UK Chancellor Rishi Sunak has found an ingenious scheme to ensure that Britain never recovers from the economic damage caused by the lockdown: a ‘green industrial revolution.’

According to The Times of London:

Rishi Sunak is planning a ‘green industrial revolution’ to help to create jobs for people who are made redundant because of the pandemic.

The chancellor is preparing to bolster the government’s investment in clean energy as part of an economic stimulus package next month. There could also be a fund to help to ‘reskill’ workers so they can get green jobs in areas such as insulation upgrades, offshore wind and carbon capture.

The measures are understood to go significantly beyond the Conservatives’ manifesto commitment to create two million jobs in clean energy within the next decade. The Tories have promised to cut greenhouse gas emissions to ‘net zero’ by 2050.

A green industrial revolution is a bit like the original industrial revolution, except for one or two crucial differences: instead of boosting prosperity, creating jobs and stimulating economic growth, it does the exact opposite.

For example, a study by economics professor Dr Gabriel Calzada Alvarez of Madrid’s University of Rey Juan Carlos found that for every ‘green job’ created by the Spanish government, another 2.2 jobs were destroyed in the real economy.

Another study, this time in the UK, found that for every green job created by government ‘investment’ in the renewables industry, 3.7 jobs were destroyed in the real economy.

Sunak’s plan to squander yet more taxpayers’ money on green, crony-capitalist boondoggles is depressing but not remotely surprising.

Dr John Constable, energy editor of the Global Warming Policy Foundation (GWPF), warned that this was going to happen in a short paper published last month ‘The Fatal Attraction of a Post-Covid Green New Deal.’

Constable says that Net Zero – Britain’s answer to the Green New Deal – was ‘deeply unwise’ even before the economic collapse caused by the government’s response to the Chinese coronavirus.

But in the post-Covid-19 world we now inhabit – economies in a state of ‘deep contraction’, against a background of ‘highly significant increases in geopolitical tension’ – it is more foolish still.

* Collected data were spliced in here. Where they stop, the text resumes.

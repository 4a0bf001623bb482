//! GPU plumbing shared by the instanced-quad renderers.

use bytemuck::{Pod, Zeroable};
use wgpu::util::DeviceExt;

use crate::coords::Viewport;
use crate::render::RenderCtx;

// ── blend ─────────────────────────────────────────────────────────────────

/// Blending for premultiplied colors.
pub(super) fn premul_alpha_blend() -> wgpu::BlendState {
    let component = wgpu::BlendComponent {
        src_factor: wgpu::BlendFactor::One,
        dst_factor: wgpu::BlendFactor::OneMinusSrcAlpha,
        operation: wgpu::BlendOperation::Add,
    };
    wgpu::BlendState { color: component, alpha: component }
}

// ── viewport uniform ──────────────────────────────────────────────────────

#[repr(C)]
#[derive(Debug, Copy, Clone, Pod, Zeroable)]
pub(super) struct ViewportUniform {
    pub viewport: [f32; 2],
    pub _pad: [f32; 2], // 16-byte alignment
}

impl ViewportUniform {
    pub(super) fn new(viewport: Viewport) -> Self {
        Self { viewport: viewport.as_uniform(), _pad: [0.0; 2] }
    }
}

pub(super) fn viewport_uniform_entry(binding: u32) -> wgpu::BindGroupLayoutEntry {
    wgpu::BindGroupLayoutEntry {
        binding,
        visibility: wgpu::ShaderStages::VERTEX,
        ty: wgpu::BindingType::Buffer {
            ty: wgpu::BufferBindingType::Uniform,
            has_dynamic_offset: false,
            min_binding_size: wgpu::BufferSize::new(std::mem::size_of::<ViewportUniform>() as u64),
        },
        count: None,
    }
}

pub(super) fn create_viewport_ubo(device: &wgpu::Device, label: &str) -> wgpu::Buffer {
    device.create_buffer(&wgpu::BufferDescriptor {
        label: Some(label),
        size: std::mem::size_of::<ViewportUniform>() as u64,
        usage: wgpu::BufferUsages::UNIFORM | wgpu::BufferUsages::COPY_DST,
        mapped_at_creation: false,
    })
}

// ── unit quad ─────────────────────────────────────────────────────────────

#[repr(C)]
#[derive(Debug, Copy, Clone, Pod, Zeroable)]
pub(super) struct QuadVertex {
    pub pos: [f32; 2], // 0..1
}

impl QuadVertex {
    const ATTRS: [wgpu::VertexAttribute; 1] = wgpu::vertex_attr_array![0 => Float32x2];

    pub(super) fn layout() -> wgpu::VertexBufferLayout<'static> {
        wgpu::VertexBufferLayout {
            array_stride: std::mem::size_of::<QuadVertex>() as u64,
            step_mode: wgpu::VertexStepMode::Vertex,
            attributes: &Self::ATTRS,
        }
    }
}

pub(super) const QUAD_VERTICES: [QuadVertex; 4] = [
    QuadVertex { pos: [0.0, 0.0] },
    QuadVertex { pos: [1.0, 0.0] },
    QuadVertex { pos: [1.0, 1.0] },
    QuadVertex { pos: [0.0, 1.0] },
];

pub(super) const QUAD_INDICES: [u16; 6] = [0, 1, 2, 0, 2, 3];

/// Static vertex/index buffers for the unit quad every instance expands.
pub(super) struct UnitQuad {
    pub vbo: wgpu::Buffer,
    pub ibo: wgpu::Buffer,
}

impl UnitQuad {
    pub(super) fn new(device: &wgpu::Device, label: &str) -> Self {
        let vbo = device.create_buffer_init(&wgpu::util::BufferInitDescriptor {
            label: Some(&format!("{label} quad vbo")),
            contents: bytemuck::cast_slice(&QUAD_VERTICES),
            usage: wgpu::BufferUsages::VERTEX,
        });
        let ibo = device.create_buffer_init(&wgpu::util::BufferInitDescriptor {
            label: Some(&format!("{label} quad ibo")),
            contents: bytemuck::cast_slice(&QUAD_INDICES),
            usage: wgpu::BufferUsages::INDEX,
        });
        Self { vbo, ibo }
    }
}

// ── instance buffer ───────────────────────────────────────────────────────

/// Growable per-instance vertex buffer, rewritten once per frame.
#[derive(Default)]
pub(super) struct InstanceBuffer {
    buffer: Option<wgpu::Buffer>,
    capacity: usize,
}

impl InstanceBuffer {
    /// Uploads `instances`, growing the buffer to the next power of two.
    pub(super) fn upload<T: Pod>(&mut self, ctx: &RenderCtx<'_>, label: &str, instances: &[T]) {
        let required = instances.len();
        if self.buffer.is_none() || required > self.capacity {
            let new_cap = instance_capacity_for(required);
            self.buffer = Some(ctx.device.create_buffer(&wgpu::BufferDescriptor {
                label: Some(label),
                size: (new_cap * std::mem::size_of::<T>()) as u64,
                usage: wgpu::BufferUsages::VERTEX | wgpu::BufferUsages::COPY_DST,
                mapped_at_creation: false,
            }));
            self.capacity = new_cap;
        }
        if let Some(buf) = &self.buffer {
            ctx.queue.write_buffer(buf, 0, bytemuck::cast_slice(instances));
        }
    }

    pub(super) fn buffer(&self) -> Option<&wgpu::Buffer> {
        self.buffer.as_ref()
    }
}

fn instance_capacity_for(required: usize) -> usize {
    required.next_power_of_two().max(64)
}

// ── pipeline ──────────────────────────────────────────────────────────────

/// Builds an instanced-quad pipeline: buffer 0 is the unit quad, buffer 1
/// the per-instance layout. Entry points are `vs_main` / `fs_main`.
pub(super) fn create_quad_pipeline(
    ctx: &RenderCtx<'_>,
    label: &str,
    wgsl: &str,
    bind_group_layout: &wgpu::BindGroupLayout,
    instance_layout: wgpu::VertexBufferLayout<'static>,
) -> wgpu::RenderPipeline {
    let shader = ctx.device.create_shader_module(wgpu::ShaderModuleDescriptor {
        label: Some(&format!("{label} shader")),
        source: wgpu::ShaderSource::Wgsl(wgsl.into()),
    });

    let pipeline_layout = ctx.device.create_pipeline_layout(&wgpu::PipelineLayoutDescriptor {
        label: Some(&format!("{label} pipeline layout")),
        bind_group_layouts: &[bind_group_layout],
        immediate_size: 0,
    });

    ctx.device.create_render_pipeline(&wgpu::RenderPipelineDescriptor {
        label: Some(&format!("{label} pipeline")),
        layout: Some(&pipeline_layout),
        vertex: wgpu::VertexState {
            module: &shader,
            entry_point: Some("vs_main"),
            compilation_options: Default::default(),
            buffers: &[QuadVertex::layout(), instance_layout],
        },
        fragment: Some(wgpu::FragmentState {
            module: &shader,
            entry_point: Some("fs_main"),
            compilation_options: Default::default(),
            targets: &[Some(wgpu::ColorTargetState {
                format: ctx.surface_format,
                blend: Some(premul_alpha_blend()),
                write_mask: wgpu::ColorWrites::ALL,
            })],
        }),
        primitive: wgpu::PrimitiveState {
            topology: wgpu::PrimitiveTopology::TriangleList,
            strip_index_format: None,
            front_face: wgpu::FrontFace::Ccw,
            cull_mode: None,
            polygon_mode: wgpu::PolygonMode::Fill,
            unclipped_depth: false,
            conservative: false,
        },
        depth_stencil: None,
        multisample: wgpu::MultisampleState::default(),
        multiview_mask: None,
        cache: None,
    })
}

‘One might think that in such a context, those still lobbying for Net Zero would be desperately worried, but this would be a facile error. In fact, the greens and their corporate collaborators see this as a great opportunity, and in my judgement they are correct. Administrations around the world will indeed be very tempted to use tax- and levy-funded public spending badges as ‘low carbon investment’ to provide a stimulus to post-Covid economies. It is perfectly true that this would create a large wealth transfer in an already contracting economy, delivering great absolute and relative wealth to those invested in the green industries, with corresponding transfers of socio-political power, but even if they understood that outcome, the bureaucracy will press on, barely restrained if at all by elected representatives.’

There is going to be no escaping this looming disaster, caused by a mass outbreak of green groupthink at virtually every level of the Boris Johnson administration – from Prime Ministerial girlfriends (green activist Carrie Symonds) to key members of the quadrumvirate (Greenest Gove ever), from Prime Ministerial advisors (Dom Cummings) to formerly sound Tory MPs who definitely aren’t any more because they’ve been put on the payroll and have to spout whatever eco bilge they are told to spout.

In the latter category, we can include Energy Minister Kwasi Kwarteng who, shamingly, can now be heard spouting drivel about how the UK is going to become a ‘world leader in tackling climate change’ by launching a carbon Emissions Trading Scheme (ETS).

Meanwhile, as Western nations choose to hobble their recoveries by burdening their economies with more expensive energy, the Eastern powers, led by China, are heading in the opposite direction.

According to the Times, China is upping its coal usage:

However, Wood Mackenzie estimates that demand for thermal coal — the type used primarily in power stations (as distinct from coking coal for steelmaking) — had already fallen to about 556 million tonnes in the US last year, with Europe at about 534 million tonnes.

By contrast, China consumed about 3.6 billion tonnes of thermal coal, or roughly half of global demand, followed by India on 946 million tonnes — and in Asia-Pacific there is “still a huge amount of coal [power] generation getting added this year”.

The consultancy estimates that there will be a net increase in coal-fired power capacity globally this year, with 22 gigawatts of closures in Europe and the US easily offset by 49 gigawatts of plants opening in Asia-Pacific.

China is also — Reuters reports — driving global oil demand:

China’s oil demand has recovered to more than 90% of the levels seen before the coronavirus pandemic struck early this year, a surprisingly robust rebound that could be mirrored elsewhere in the third quarter as more countries emerge from lockdowns.

As Oscar Wilde’s Lady Bracknell almost said, ‘to commit one major act of economic suicide in a year may be regarded as a misfortune, but to commit a second one in the same year looks like carelessness.’

What exactly did Britain do to deserve a Conservative government quite this lumpen, embarrassing and un-Conservative? And given that the Opposition is actually even worse what can we possibly do to save ourselves from this ongoing, slow-motion train wreck of a disaster?